GPlately is a Python package to interrogate tectonic plate reconstructions.
https://gplates.github.io/gplately/
GNU General Public License v2.0
55 stars 12 forks source link

Oversized github repository #97

Open michaelchin opened 1 year ago

michaelchin commented 1 year ago

The size of this repository is 914M as of 13 Jun 2023. Write down this problem lest I forgot.

du -sh -- * .[^.]* | sort -h

Screenshot 2023-06-13 at 6 05 30 pm

Ignore history:

git clone --depth 1 --branch master https://github.com/GPlates/gplately.git

brmather commented 1 year ago

All of this is taken up by graphics and animations in the notebooks. I would like to clear these from all notebooks in the repo and flush them from the git history as well.

I've looked at a few solutions in the past but none were fantastic. Running jupyter nbconvert in a git hook might be one way. Alternatively we could use jupytext to properly version control notebooks as markdown files (or regular python files).

michaelchin commented 1 month ago

Just a note to myself.

use BFG to purge history https://rtyley.github.io/bfg-repo-cleaner/#download

michaelchin commented 3 weeks ago

Put this on ice until it causes real problems or too painful to bear.

brmather commented 1 week ago

use BFG to purge history https://rtyley.github.io/bfg-repo-cleaner/#download

Most of the space is taken up by Jupyter notebook outputs (images, gifs, etc.) Does BFG help with this?

I've found a couple more resources which may help with Jupyter notebooks:

https://zhauniarovich.com/post/2020/2020-10-clearing-jupyter-output-p3/ https://www.scivision.dev/git-jupyter-strip-output/

michaelchin commented 1 week ago

use BFG to purge history https://rtyley.github.io/bfg-repo-cleaner/#download

Most of the space is taken up by Jupyter notebook outputs (images, gifs, etc.) Does BFG help with this?

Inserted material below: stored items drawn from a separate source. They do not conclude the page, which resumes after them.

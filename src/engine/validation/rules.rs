use crate::domain::pricing::ExtractedPricingRecord;
use crate::domain::types::{Currency, Severity};
use crate::domain::validation::{ValidationContext, ValidationFinding};
use crate::engine::vocabulary::{accommodation_multiplier, currency_bounds};
use crate::i18n;
use serde_json::json;
use std::collections::BTreeMap;

/// 合理性基准：7 晚 / 2 人
const BASELINE_NIGHTS: f64 = 7.0;
const BASELINE_PARTY: f64 = 2.0;

/// 不可售比例超过该值时升级为 warning
const MISSING_ESCALATION_RATIO: f64 = 0.5;

// ==========================================
// PricingRule Trait
// ==========================================
// 用途: 可注册的校验规则
// 实现者: 5 条内置规则 + 调用方自定义规则
pub trait PricingRule: Send + Sync {
    /// 规则名（注册表内唯一）
    fn name(&self) -> &str;

    /// 规则默认严重级别
    fn severity(&self) -> Severity;

    /// 检查全部记录
    ///
    /// # 返回
    /// - Ok(findings): 可为空
    /// - Err: 规则自身执行失败（由校验器转换为一条 error 结果）
    fn check(
        &self,
        records: &[ExtractedPricingRecord],
        context: &ValidationContext,
    ) -> anyhow::Result<Vec<ValidationFinding>>;
}

// ==========================================
// currency-consistency
// ==========================================
pub struct CurrencyConsistencyRule;

impl PricingRule for CurrencyConsistencyRule {
    fn name(&self) -> &str {
        "currency-consistency"
    }

    fn severity(&self) -> Severity {
        Severity::Error
    }

    /// 不同币种数 > 1 时恰好产生一条结果
    fn check(
        &self,
        records: &[ExtractedPricingRecord],
        context: &ValidationContext,
    ) -> anyhow::Result<Vec<ValidationFinding>> {
        let mut counts: BTreeMap<Currency, usize> = BTreeMap::new();
        for record in records {
            *counts.entry(record.currency).or_default() += 1;
        }
        if counts.len() <= 1 {
            return Ok(Vec::new());
        }

        // 主币种: 调用方期望币种（若出现）> 出现最多者
        let dominant = context
            .expected_currency
            .filter(|c| counts.contains_key(c))
            .or_else(|| {
                counts
                    .iter()
                    .fold(None, |best: Option<(Currency, usize)>, (c, n)| match best {
                        Some((_, m)) if m >= *n => best,
                        _ => Some((*c, *n)),
                    })
                    .map(|(c, _)| c)
            });

        let codes: Vec<&str> = counts.keys().map(Currency::code).collect();
        let currencies = codes.join(", ");
        let affected = records
            .iter()
            .filter(|r| Some(r.currency) != dominant)
            .map(ExtractedPricingRecord::record_id)
            .collect();
        let count_map: BTreeMap<&str, usize> = counts.iter().map(|(c, n)| (c.code(), *n)).collect();

        Ok(vec![ValidationFinding::new(
            self.name(),
            self.severity(),
            i18n::t_with_args("validation.mixed_currency", &[("currencies", currencies.as_str())]),
        )
        .with_records(affected)
        .with_suggestion(i18n::t("validation.mixed_currency_hint"))
        .with_value(json!({ "currencies": codes, "counts": count_map }))])
    }
}

// ==========================================
// price-reasonableness
// ==========================================
pub struct PriceReasonablenessRule;

impl PriceReasonablenessRule {
    /// 记录的合理区间
    ///
    /// 显式区间（按房型小写）优先；否则 币种区间 × 晚数/7 × 人数/2，上限再乘房型倍数
    pub fn expected_range(record: &ExtractedPricingRecord, context: &ValidationContext) -> (f64, f64) {
        if let Some(range) = context
            .type_price_ranges
            .get(&record.accommodation_type.to_lowercase())
        {
            return (range.min, range.max);
        }
        let (floor, ceiling) = currency_bounds(record.currency);
        let scale = (record.nights.max(1) as f64 / BASELINE_NIGHTS)
            * (record.party_size.max(1) as f64 / BASELINE_PARTY);
        let multiplier = accommodation_multiplier(&record.accommodation_type);
        (floor * scale, ceiling * multiplier * scale)
    }
}

impl PricingRule for PriceReasonablenessRule {
    fn name(&self) -> &str {
        "price-reasonableness"
    }

    fn severity(&self) -> Severity {
        Severity::Warning
    }

    /// 仅检查可售且非 0 的记录（0 价由 zero-prices 负责）
    fn check(
        &self,
        records: &[ExtractedPricingRecord],
        context: &ValidationContext,
    ) -> anyhow::Result<Vec<ValidationFinding>> {
        let mut findings = Vec::new();
        for record in records.iter().filter(|r| r.available && r.price > 0.0) {
            let (min, max) = Self::expected_range(record, context);
            let key = if record.price < min {
                "validation.price_too_low"
            } else if record.price > max {
                "validation.price_too_high"
            } else {
                continue;
            };

            let id = record.record_id();
            let price = format!("{:.2}", record.price);
            let min_text = format!("{:.2}", min);
            let max_text = format!("{:.2}", max);
            let message = i18n::t_with_args(
                key,
                &[
                    ("record", id.as_str()),
                    ("price", price.as_str()),
                    ("currency", record.currency.code()),
                    ("min", min_text.as_str()),
                    ("max", max_text.as_str()),
                ],
            );
            findings.push(
                ValidationFinding::new(self.name(), self.severity(), message)
                    .with_records(vec![id])
                    .with_suggestion(i18n::t("validation.price_range_hint"))
                    .with_value(json!({ "price": record.price, "min": min, "max": max })),
            );
        }
        Ok(findings)
    }
}

// ==========================================
// zero-prices
// ==========================================
pub struct ZeroPricesRule;

impl PricingRule for ZeroPricesRule {
    fn name(&self) -> &str {
        "zero-prices"
    }

    fn severity(&self) -> Severity {
        Severity::Warning
    }

    /// 可售且价格恰为 0；调用方允许 0 价时降级为 info
    fn check(
        &self,
        records: &[ExtractedPricingRecord],
        context: &ValidationContext,
    ) -> anyhow::Result<Vec<ValidationFinding>> {
        let affected: Vec<String> = records
            .iter()
            .filter(|r| r.available && r.price == 0.0)
            .map(ExtractedPricingRecord::record_id)
            .collect();
        if affected.is_empty() {
            return Ok(Vec::new());
        }

        let severity = if context.allow_zero_prices {
            Severity::Info
        } else {
            self.severity()
        };
        let count = affected.len().to_string();
        let listed = affected.join(", ");
        Ok(vec![ValidationFinding::new(
            self.name(),
            severity,
            i18n::t_with_args(
                "validation.zero_prices",
                &[("count", count.as_str()), ("records", listed.as_str())],
            ),
        )
        .with_records(affected)
        .with_suggestion(i18n::t("validation.zero_prices_hint"))])
    }
}

// ==========================================
// missing-prices
// ==========================================
pub struct MissingPricesRule;

impl PricingRule for MissingPricesRule {
    fn name(&self) -> &str {
        "missing-prices"
    }

    fn severity(&self) -> Severity {
        Severity::Info
    }

    /// 不可售比例；超过一半升级为 warning
    fn check(
        &self,
        records: &[ExtractedPricingRecord],
        _context: &ValidationContext,
    ) -> anyhow::Result<Vec<ValidationFinding>> {
        let affected: Vec<String> = records
            .iter()
            .filter(|r| !r.available)
            .map(ExtractedPricingRecord::record_id)
            .collect();
        if affected.is_empty() {
            return Ok(Vec::new());
        }

        let ratio = affected.len() as f64 / records.len() as f64;
        let severity = if ratio > MISSING_ESCALATION_RATIO {
            Severity::Warning
        } else {
            self.severity()
        };
        let count = affected.len().to_string();
        let total = records.len().to_string();
        let percent = format!("{:.0}", ratio * 100.0);
        Ok(vec![ValidationFinding::new(
            self.name(),
            severity,
            i18n::t_with_args(
                "validation.missing_prices",
                &[
                    ("count", count.as_str()),
                    ("total", total.as_str()),
                    ("percent", percent.as_str()),
                ],
            ),
        )
        .with_records(affected)
        .with_value(json!({ "ratio": ratio }))])
    }
}

// ==========================================
// price-progression
// ==========================================
pub struct PriceProgressionRule;

impl PricingRule for PriceProgressionRule {
    fn name(&self) -> &str {
        "price-progression"
    }

    fn severity(&self) -> Severity {
        Severity::Warning
    }

    /// 同一 (月份, 房型) 组内，晚数与人数均不小于且至少一项更大的组合价格更低即报警
    ///
    /// 价格相等不报警；不可售记录不参与
    fn check(
        &self,
        records: &[ExtractedPricingRecord],
        _context: &ValidationContext,
    ) -> anyhow::Result<Vec<ValidationFinding>> {
        let mut groups: BTreeMap<(&str, &str), Vec<&ExtractedPricingRecord>> = BTreeMap::new();
        for record in records.iter().filter(|r| r.available) {
            groups
                .entry((record.month.as_str(), record.accommodation_type.as_str()))
                .or_default()
                .push(record);
        }

        let mut findings = Vec::new();
        for ((month, accommodation), mut group) in groups {
            group.sort_by_key(|r| (r.nights, r.party_size));

            for (i, smaller) in group.iter().enumerate() {
                for larger in group.iter().skip(i + 1) {
                    let dominates = larger.nights >= smaller.nights
                        && larger.party_size >= smaller.party_size
                        && (larger.nights, larger.party_size) != (smaller.nights, smaller.party_size);
                    if !dominates || larger.price >= smaller.price {
                        continue;
                    }

                    let from = smaller.record_id();
                    let to = larger.record_id();
                    let from_combo = format!("{}/{}", smaller.nights, smaller.party_size);
                    let to_combo = format!("{}/{}", larger.nights, larger.party_size);
                    let from_price = format!("{:.2}", smaller.price);
                    let to_price = format!("{:.2}", larger.price);
                    let message = i18n::t_with_args(
                        "validation.price_progression",
                        &[
                            ("month", month),
                            ("accommodation", accommodation),
                            ("from", from.as_str()),
                            ("from_combo", from_combo.as_str()),
                            ("from_price", from_price.as_str()),
                            ("to", to.as_str()),
                            ("to_combo", to_combo.as_str()),
                            ("to_price", to_price.as_str()),
                        ],
                    );
                    findings.push(
                        ValidationFinding::new(self.name(), self.severity(), message)
                            .with_records(vec![from, to])
                            .with_suggestion(i18n::t("validation.price_progression_hint"))
                            .with_value(json!({
                                "lower_combination_price": smaller.price,
                                "higher_combination_price": larger.price,
                            })),
                    );
                }
            }
        }
        Ok(findings)
    }
}

/// 内置规则（注册顺序即执行顺序）
pub(super) fn builtin_rules() -> Vec<Box<dyn PricingRule>> {
    vec![
        Box::new(CurrencyConsistencyRule),
        Box::new(PriceReasonablenessRule),
        Box::new(ZeroPricesRule),
        Box::new(MissingPricesRule),
        Box::new(PriceProgressionRule),
    ]
}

I've found a couple more resources which may help with Jupyter notebooks:

https://zhauniarovich.com/post/2020/2020-10-clearing-jupyter-output-p3/ https://www.scivision.dev/git-jupyter-strip-output/

BFG just purges history. The history may take up some space. I think we can try your findings first. This issue is not too painful for now.

Anyway, people can always ignore history by

git clone --depth 1 --branch master https://github.com/GPlates/gplately.git

See the screenshot below. The history is not a big problem anymore.

du -sh -- * .[^.]* | sort -h

Screenshot 2024-07-11 at 1 54 10 PM